START Material shown

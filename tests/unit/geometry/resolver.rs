use super::*;
use crate::foundation::core::{Point, Rect};

fn spec(turns: i64) -> GeometrySpec {
    GeometrySpec {
        rotation: QuarterTurns::new(turns),
        ..GeometrySpec::default()
    }
}

fn crop(x: i64, y: i64, w: i64, h: i64) -> CropSpec {
    CropSpec {
        x: Some(x),
        y: Some(y),
        width: Some(w),
        height: Some(h),
    }
}

fn transformed_bounds(g: &ResolvedGeometry, r: Rect) -> Rect {
    let pts = [
        Point::new(r.x0, r.y0),
        Point::new(r.x1, r.y0),
        Point::new(r.x0, r.y1),
        Point::new(r.x1, r.y1),
    ]
    .map(|p| g.transform * p);
    let mut out = Rect::from_points(pts[0], pts[1]);
    out = out.union_pt(pts[2]);
    out.union_pt(pts[3])
}

#[test]
fn quarter_turns_normalize() {
    assert_eq!(QuarterTurns::new(5).get(), 1);
    assert_eq!(QuarterTurns::new(-1).get(), 3);
    assert_eq!(QuarterTurns::new(8).degrees(), 0);
    assert!(QuarterTurns::new(3).swaps_axes());
}

#[test]
fn one_turn_swaps_portrait_to_landscape() {
    let g = resolve(FrameSize::new(100, 200), &spec(1)).unwrap();
    assert_eq!(g.output, FrameSize::new(200, 100));
    assert!(g.crop.is_none());
}

#[test]
fn odd_turns_swap_output_relative_to_even() {
    let source = FrameSize::new(320, 180);
    for c in [CropSpec::default(), crop(10, 20, 100, 50)] {
        for (sx, sy) in [(1.0, 1.0), (0.5, 2.0)] {
            let mk = |turns| GeometrySpec {
                rotation: QuarterTurns::new(turns),
                crop: c,
                scale_x: sx,
                scale_y: sy,
                ..GeometrySpec::default()
            };
            let even = resolve(source, &mk(0)).unwrap().cropped;
            assert_eq!(resolve(source, &mk(2)).unwrap().cropped, even);
            for turns in [1, 3] {
                assert_eq!(resolve(source, &mk(turns)).unwrap().cropped, even.transposed());
            }
        }
    }
}

#[test]
fn inner_crop_keeps_requested_size_before_scale() {
    let source = FrameSize::new(640, 480);
    for (x, y, w, h) in [(0, 0, 640, 100), (13, 7, 200, 300), (600, 400, 40, 80)] {
        for flip in [false, true] {
            let s = GeometrySpec {
                crop: crop(x, y, w, h),
                flip_x: flip,
                flip_y: flip,
                ..GeometrySpec::default()
            };
            let g = resolve(source, &s).unwrap();
            assert_eq!(g.cropped, FrameSize::new(w as u32, h as u32));
            assert_eq!(g.output, g.cropped);
        }
    }
}

#[test]
fn missing_crop_fields_default_to_remaining_space() {
    let s = GeometrySpec {
        crop: CropSpec {
            x: Some(40),
            y: Some(10),
            width: None,
            height: None,
        },
        ..GeometrySpec::default()
    };
    let g = resolve(FrameSize::new(100, 50), &s).unwrap();
    assert_eq!(
        g.crop,
        Some(PixelRect {
            x: 40,
            y: 10,
            width: 60,
            height: 40
        })
    );
}

#[test]
fn crop_origin_is_rederived_per_rotation_quadrant() {
    let source = FrameSize::new(100, 50);
    let c = crop(10, 5, 30, 20);
    let expected = [
        (0, PixelRect { x: 10, y: 5, width: 30, height: 20 }),
        (1, PixelRect { x: 25, y: 10, width: 20, height: 30 }),
        (2, PixelRect { x: 60, y: 25, width: 30, height: 20 }),
        (3, PixelRect { x: 5, y: 60, width: 20, height: 30 }),
    ];
    for (turns, rect) in expected {
        let s = GeometrySpec {
            crop: c,
            ..spec(turns)
        };
        assert_eq!(resolve(source, &s).unwrap().crop, Some(rect), "turns={turns}");
    }
}

#[test]
fn flip_mirrors_crop_origin() {
    let s = GeometrySpec {
        crop: crop(10, 5, 30, 20),
        flip_x: true,
        ..GeometrySpec::default()
    };
    let g = resolve(FrameSize::new(100, 50), &s).unwrap();
    assert_eq!(g.crop.unwrap().x, 60);
    assert_eq!(g.crop.unwrap().y, 5);
}

#[test]
fn transform_maps_crop_region_onto_output() {
    let source = FrameSize::new(100, 50);
    let c = crop(10, 5, 30, 20);
    let src_rect = Rect::new(10.0, 5.0, 40.0, 25.0);
    for turns in 0..4 {
        for (fx, fy) in [(false, false), (true, false), (false, true), (true, true)] {
            let s = GeometrySpec {
                rotation: QuarterTurns::new(turns),
                flip_x: fx,
                flip_y: fy,
                crop: c,
                scale_x: 2.0,
                scale_y: 0.5,
            };
            let g = resolve(source, &s).unwrap();
            let b = transformed_bounds(&g, src_rect);
            let out = Rect::new(0.0, 0.0, f64::from(g.output.width), f64::from(g.output.height));
            assert!((b.x0 - out.x0).abs() < 1e-9 && (b.y0 - out.y0).abs() < 1e-9, "{b:?}");
            assert!((b.x1 - out.x1).abs() < 1e-9 && (b.y1 - out.y1).abs() < 1e-9, "{b:?}");
        }
    }
}

#[test]
fn scale_multiplies_final_size() {
    let s = GeometrySpec {
        scale_x: 0.5,
        scale_y: 1.5,
        ..spec(1)
    };
    let g = resolve(FrameSize::new(100, 200), &s).unwrap();
    assert_eq!(g.output, FrameSize::new(100, 150));
    assert_eq!(g.cropped, FrameSize::new(200, 100));
}

#[test]
fn tiny_scale_keeps_positive_size() {
    let s = GeometrySpec {
        scale_x: 0.0001,
        scale_y: 0.0001,
        ..GeometrySpec::default()
    };
    let g = resolve(FrameSize::new(10, 10), &s).unwrap();
    assert_eq!(g.output, FrameSize::new(1, 1));
}

#[test]
fn invalid_geometry_is_reported() {
    let zero = resolve(FrameSize::new(0, 0), &GeometrySpec::default()).unwrap_err();
    assert!(matches!(zero, VidfxError::Geometry(_)));

    let neg = GeometrySpec {
        crop: CropSpec {
            x: Some(120),
            ..CropSpec::default()
        },
        ..GeometrySpec::default()
    };
    assert!(matches!(
        resolve(FrameSize::new(100, 100), &neg).unwrap_err(),
        VidfxError::Geometry(_)
    ));

    let outside = GeometrySpec {
        crop: crop(-50, 0, 20, 20),
        ..GeometrySpec::default()
    };
    assert!(resolve(FrameSize::new(100, 100), &outside).is_err());

    let bad_scale = GeometrySpec {
        scale_x: 0.0,
        ..GeometrySpec::default()
    };
    assert!(resolve(FrameSize::new(100, 100), &bad_scale).is_err());
}

#[test]
fn overhanging_crop_is_clipped() {
    let s = GeometrySpec {
        crop: crop(80, 80, 50, 50),
        ..GeometrySpec::default()
    };
    let g = resolve(FrameSize::new(100, 100), &s).unwrap();
    assert_eq!(g.cropped, FrameSize::new(20, 20));
}

#[test]
fn full_frame_crop_resolves_to_none() {
    let s = GeometrySpec {
        crop: crop(0, 0, 100, 100),
        ..GeometrySpec::default()
    };
    let g = resolve(FrameSize::new(100, 100), &s).unwrap();
    assert!(g.crop.is_none());
    assert!(g.is_identity());
}

#[test]
fn extreme_crop_offsets_are_clipped_or_rejected() {
    let far_right = GeometrySpec {
        crop: crop(i64::MAX, 0, 10, 10),
        ..spec(1)
    };
    assert!(matches!(
        resolve(FrameSize::new(100, 200), &far_right).unwrap_err(),
        VidfxError::Geometry(_)
    ));

    let far_left = GeometrySpec {
        crop: CropSpec {
            x: Some(i64::MIN),
            ..CropSpec::default()
        },
        flip_x: true,
        ..spec(3)
    };
    let g = resolve(FrameSize::new(100, 200), &far_left).unwrap();
    assert!(g.crop.is_none());
    assert_eq!(g.output, FrameSize::new(200, 100));

    let huge = GeometrySpec {
        crop: crop(i64::MIN, i64::MIN, i64::MAX, i64::MAX),
        ..spec(2)
    };
    assert!(resolve(FrameSize::new(100, 200), &huge).is_err());
}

END Material shown

### What the task requires
Retrieve every line above holding the word "source".

### Completed task
    let source = FrameSize::new(320, 180);
            let even = resolve(source, &mk(0)).unwrap().cropped;
            assert_eq!(resolve(source, &mk(2)).unwrap().cropped, even);
                assert_eq!(resolve(source, &mk(turns)).unwrap().cropped, even.transposed());
    let source = FrameSize::new(640, 480);
            let g = resolve(source, &s).unwrap();
    let source = FrameSize::new(100, 50);
        assert_eq!(resolve(source, &s).unwrap().crop, Some(rect), "turns={turns}");
    let source = FrameSize::new(100, 50);
            let g = resolve(source, &s).unwrap();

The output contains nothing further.